Start of Block

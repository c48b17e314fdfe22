use super::*;
use crate::process::MockProcessController;
use crate::status::StoreStatusProvider;
use mediarelay_core::{
    config::RtmpConfig,
    models::{Camera, ServerRole, StreamType},
    repository::{MemoryCameraDirectory, MemoryStreamStore},
};
use std::sync::atomic::{AtomicU32, Ordering};

const LMS: &str = "lms-1";
const CMS: &str = "cms-1";

struct Harness {
    store: Arc<MemoryStreamStore>,
    orchestrator: StreamOrchestrator,
}

fn harness(processes: MockProcessController) -> Harness {
    harness_on(LMS, ServerRole::Lms, processes)
}

fn harness_on(server_id: &str, role: ServerRole, processes: MockProcessController) -> Harness {
    let store = Arc::new(MemoryStreamStore::new());
    let cameras = Arc::new(MemoryCameraDirectory::new());
    cameras.insert(Camera::new("c1", "u1", "Front"));
    cameras.insert(Camera::new("c2", "u1", "Back"));

    let orchestrator = StreamOrchestrator::new(
        OrchestratorSettings::new(server_id, role, RtmpConfig::default()),
        store.clone(),
        cameras,
        Arc::new(processes),
        Arc::new(StoreStatusProvider::new(store.clone())),
    );
    Harness {
        store,
        orchestrator,
    }
}

/// Processes that start with increasing pids and stay alive.
fn healthy_processes() -> MockProcessController {
    let next = Arc::new(AtomicU32::new(4000));
    let mut processes = MockProcessController::new();
    processes
        .expect_start()
        .returning(move |_, _| Ok(ProcessHandle::from_pid(next.fetch_add(1, Ordering::SeqCst))));
    processes.expect_is_running().returning(|_| Ok(true));
    processes.expect_kill().returning(|_| Ok(()));
    processes
}

fn draft(camera_id: &str, name: &str) -> RegisterDraft {
    RegisterDraft {
        camera_id: camera_id.to_string(),
        stream_name: name.to_string(),
        stream_url: format!("rtsp://10.0.0.5/{camera_id}/{name}"),
        is_public: true,
        stream_type: StreamType::Rtsp,
    }
}

#[tokio::test]
async fn test_register_creates_origin_and_running_hop() {
    let h = harness(healthy_processes());

    let lineage = h
        .orchestrator
        .register_lineage("u1", &draft("c1", "front"))
        .await
        .unwrap();

    let origin = &lineage.origin;
    assert_eq!(origin.stream_id, origin.provenance_stream_id);
    assert_eq!(origin.kind, StreamKind::Camera);
    assert_eq!(origin.source_server_id, LMS);
    assert_eq!(origin.destination_server_id, LMS);

    let hop = lineage.hop.unwrap();
    assert_eq!(hop.provenance_stream_id, origin.stream_id);
    assert_eq!(hop.kind, StreamKind::Rtmp);
    assert_eq!(hop.stream_type, StreamType::Rtmp);
    assert_eq!(hop.relay_state, HopState::Running);
    assert_eq!(hop.process_id, Some(4000));
    assert_eq!(
        hop.stream_url,
        format!("rtmp://localhost:1935/live/{}?token=", hop.stream_id)
    );
    assert_eq!(h.store.len(), 2);

    let stored = h
        .store
        .find_stream(&StreamFilter::new().stream_id(&hop.stream_id))
        .await
        .unwrap()
        .unwrap();
    assert_eq!(stored.process_id, Some(4000));
    assert_eq!(stored.relay_state, HopState::Running);
}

End of Block

Your answer should consist of the count of lines in the listing that hold the word "StoreStatusProvider", with nothing else.

2